» Stored data:
★ ★ ★
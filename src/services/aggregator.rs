use crate::models::Quote;

/// Trust weight for one quote, in [0, 1].
///
/// Base trust comes from the source's priority, scaled down by its recent
/// failure history (floored so a struggling source still counts a little) and
/// halved when the price falls outside the symbol's plausibility band —
/// down-weighted, not rejected, because bands can be wrong.
pub fn confidence(priority: u8, consecutive_failures: u32, in_band: bool) -> f64 {
    let base = priority as f64 / 5.0;
    let reliability = (1.0 - 0.2 * consecutive_failures as f64).max(0.1);
    let band = if in_band { 1.0 } else { 0.5 };
    (base * reliability * band).clamp(0.0, 1.0)
}

/// Confidence-weighted consensus over one fan-out round's quotes.
///
/// Deterministic by construction: same quotes in, same price out. Falls back
/// to the plain mean when every weight is zero so a degenerate round still
/// yields a usable number.
pub fn aggregate(quotes: &[Quote]) -> Option<f64> {
    if quotes.is_empty() {
        return None;
    }

    let weight_sum: f64 = quotes.iter().map(|q| q.confidence).sum();
    if weight_sum <= f64::EPSILON {
        return Some(quotes.iter().map(|q| q.price).sum::<f64>() / quotes.len() as f64);
    }

    Some(quotes.iter().map(|q| q.price * q.confidence).sum::<f64>() / weight_sum)
}

#[cfg(test)]
mod tests {
    use super::*;
    use approx::assert_relative_eq;

    fn quote(price: f64, confidence: f64) -> Quote {
        Quote::new("TEST".to_string(), price, "unit".to_string(), confidence)
    }

    #[test]
    fn empty_round_has_no_consensus() {
        assert_eq!(aggregate(&[]), None);
    }

    #[test]
    fn single_quote_returns_its_own_price() {
        let price = aggregate(&[quote(142.51, 0.7)]).unwrap();
        assert_eq!(price, 142.51);
    }

    #[test]
    fn matches_closed_form_weighted_mean() {
        let quotes = [quote(100.0, 0.8), quote(110.0, 0.2)];
        let expected = (100.0 * 0.8 + 110.0 * 0.2) / (0.8 + 0.2);
        assert_relative_eq!(aggregate(&quotes).unwrap(), expected, epsilon = 1e-12);
    }

    #[test]
    fn three_source_consensus() {
        let quotes = [quote(100.0, 0.9), quote(102.0, 0.5), quote(98.0, 0.2)];
        assert_relative_eq!(aggregate(&quotes).unwrap(), 100.375, epsilon = 1e-9);
    }

    #[test]
    fn aggregation_is_deterministic() {
        let quotes = [quote(100.0, 0.9), quote(102.0, 0.5), quote(98.0, 0.2)];
        let first = aggregate(&quotes).unwrap();
        for _ in 0..100 {
            assert_eq!(aggregate(&quotes).unwrap(), first);
        }
    }

    #[test]
    fn zero_weights_fall_back_to_plain_mean() {
        let quotes = [quote(100.0, 0.0), quote(104.0, 0.0)];
        assert_relative_eq!(aggregate(&quotes).unwrap(), 102.0, epsilon = 1e-12);
    }

    #[test]
    fn confidence_formula() {
        assert_relative_eq!(confidence(5, 0, true), 1.0);
        assert_relative_eq!(confidence(5, 2, true), 0.6);
        assert_relative_eq!(confidence(1, 0, true), 0.2);
        assert_relative_eq!(confidence(5, 0, false), 0.5);
        // reliability floor
        assert_relative_eq!(confidence(5, 50, true), 0.1);
    }

    #[test]
    fn confidence_stays_in_unit_interval() {
        for priority in 1..=5u8 {
            for failures in 0..20u32 {
                for in_band in [true, false] {
                    let c = confidence(priority, failures, in_band);
                    assert!((0.0..=1.0).contains(&c));
                }
            }
        }
    }
}
use parking_lot::RwLock;
use std::collections::HashMap;
use std::time::{Duration, Instant};

use crate::models::Quote;

pub struct CacheHit {
    pub price: f64,
    pub quote_count: usize,
    pub age: Duration,
}

struct CacheSlot {
    price: f64,
    quotes: Vec<Quote>,
    inserted_at: Instant,
}

/// Short-TTL consensus store, one entry per symbol. Entries past the TTL are
/// never served as fresh, but stay around (up to `max_keep`) for the
/// stale-serving fallback tier. Concurrent fan-outs for one symbol are fine:
/// inserts are last-writer-wins under the lock.
pub struct PriceCache {
    map: RwLock<HashMap<String, CacheSlot>>,
    ttl: Duration,
    max_keep: Duration,
    last_cleanup: RwLock<Instant>,
}

impl PriceCache {
    pub fn new(ttl: Duration, max_keep: Duration) -> Self {
        Self {
            map: RwLock::new(HashMap::new()),
            ttl,
            max_keep: max_keep.max(ttl),
            last_cleanup: RwLock::new(Instant::now()),
        }
    }

    /// Fresh entries only; a hit means no network activity is needed.
    pub fn get(&self, symbol: &str) -> Option<CacheHit> {
        let map = self.map.read();
        let slot = map.get(symbol)?;
        let age = slot.inserted_at.elapsed();
        if age < self.ttl {
            Some(CacheHit {
                price: slot.price,
                quote_count: slot.quotes.len(),
                age,
            })
        } else {
            None
        }
    }

    /// Expired-but-recent entries, for degraded serving when a fan-out round
    /// comes back empty.
    pub fn get_stale(&self, symbol: &str) -> Option<CacheHit> {
        let map = self.map.read();
        let slot = map.get(symbol)?;
        let age = slot.inserted_at.elapsed();
        if age < self.max_keep {
            Some(CacheHit {
                price: slot.price,
                quote_count: slot.quotes.len(),
                age,
            })
        } else {
            None
        }
    }

    pub fn insert(&self, symbol: &str, quotes: Vec<Quote>, price: f64) {
        let mut map = self.map.write();
        map.insert(
            symbol.to_string(),
            CacheSlot {
                price,
                quotes,
                inserted_at: Instant::now(),
            },
        );
    }

    /// Piggybacked sweep: drops entries past the staleness ceiling, at most
    /// once a minute.
    pub fn cleanup_if_needed(&self) {
        let mut last_cleanup = self.last_cleanup.write();
        if last_cleanup.elapsed() < Duration::from_secs(60) {
            return;
        }

        let mut map = self.map.write();
        let before = map.len();
        map.retain(|_, slot| slot.inserted_at.elapsed() < self.max_keep);

        let removed = before - map.len();
        if removed > 0 {
            tracing::info!("🧹 Cleaned {} expired price entries", removed);
        }

        *last_cleanup = Instant::now();
    }

    pub fn len(&self) -> usize {
        self.map.read().len()
    }

    #[allow(dead_code)]
    pub fn is_empty(&self) -> bool {
        self.map.read().is_empty()
    }

    /// (symbol, price, age in seconds) for every retained entry.
    pub fn snapshot(&self) -> Vec<(String, f64, u64)> {
        let map = self.map.read();
        map.iter()
            .map(|(symbol, slot)| {
                (
                    symbol.clone(),
                    slot.price,
                    slot.inserted_at.elapsed().as_secs(),
                )
            })
            .collect()
    }
}

#[cfg(test)]
mod tests {
    use super::*;

    fn quotes_for(symbol: &str, price: f64) -> Vec<Quote> {
        vec![Quote::new(
            symbol.to_string(),
            price,
            "unit".to_string(),
            1.0,
        )]
    }

    #[test]
    fn fresh_entries_hit() {
        let cache = PriceCache::new(Duration::from_secs(30), Duration::from_secs(300));
        cache.insert("SOL", quotes_for("SOL", 142.5), 142.5);

        let hit = cache.get("SOL").unwrap();
        assert_eq!(hit.price, 142.5);
        assert_eq!(hit.quote_count, 1);
        assert!(cache.get("BTC").is_none());
    }

    #[test]
    fn expired_entries_miss_but_serve_stale() {
        let cache = PriceCache::new(Duration::from_millis(10), Duration::from_secs(300));
        cache.insert("SOL", quotes_for("SOL", 142.5), 142.5);

        std::thread::sleep(Duration::from_millis(20));
        assert!(cache.get("SOL").is_none());

        let stale = cache.get_stale("SOL").unwrap();
        assert_eq!(stale.price, 142.5);
        assert!(stale.age >= Duration::from_millis(10));
    }

    #[test]
    fn stale_serving_respects_the_ceiling() {
        let cache = PriceCache::new(Duration::from_millis(5), Duration::from_millis(30));
        cache.insert("SOL", quotes_for("SOL", 142.5), 142.5);

        std::thread::sleep(Duration::from_millis(40));
        assert!(cache.get("SOL").is_none());
        assert!(cache.get_stale("SOL").is_none());
    }

    #[test]
    fn insert_overwrites() {
        let cache = PriceCache::new(Duration::from_secs(30), Duration::from_secs(300));
        cache.insert("SOL", quotes_for("SOL", 140.0), 140.0);
        cache.insert("SOL", quotes_for("SOL", 145.0), 145.0);

        assert_eq!(cache.get("SOL").unwrap().price, 145.0);
        assert_eq!(cache.len(), 1);
    }

    #[test]
    fn snapshot_lists_entries() {
        let cache = PriceCache::new(Duration::from_secs(30), Duration::from_secs(300));
        cache.insert("SOL", quotes_for("SOL", 142.5), 142.5);
        cache.insert("BTC", quotes_for("BTC", 60000.0), 60000.0);

        let mut snapshot = cache.snapshot();
        snapshot.sort_by(|a, b| a.0.cmp(&b.0));
        assert_eq!(snapshot.len(), 2);
        assert_eq!(snapshot[0].0, "BTC");
        assert_eq!(snapshot[0].1, 60000.0);
    }
}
★ ★ ★
» Task prompt: Looking at the entries above, can you reproduce exactly the lines from the one that holds "for failures in" through the one that holds "pub struct PriceCache", and only those?

» Response area:
            for failures in 0..20u32 {
                for in_band in [true, false] {
                    let c = confidence(priority, failures, in_band);
                    assert!((0.0..=1.0).contains(&c));
                }
            }
        }
    }
}
use parking_lot::RwLock;
use std::collections::HashMap;
use std::time::{Duration, Instant};

use crate::models::Quote;

pub struct CacheHit {
    pub price: f64,
    pub quote_count: usize,
    pub age: Duration,
}

struct CacheSlot {
    price: f64,
    quotes: Vec<Quote>,
    inserted_at: Instant,
}

/// Short-TTL consensus store, one entry per symbol. Entries past the TTL are
/// never served as fresh, but stay around (up to `max_keep`) for the
/// stale-serving fallback tier. Concurrent fan-outs for one symbol are fine:
/// inserts are last-writer-wins under the lock.
pub struct PriceCache {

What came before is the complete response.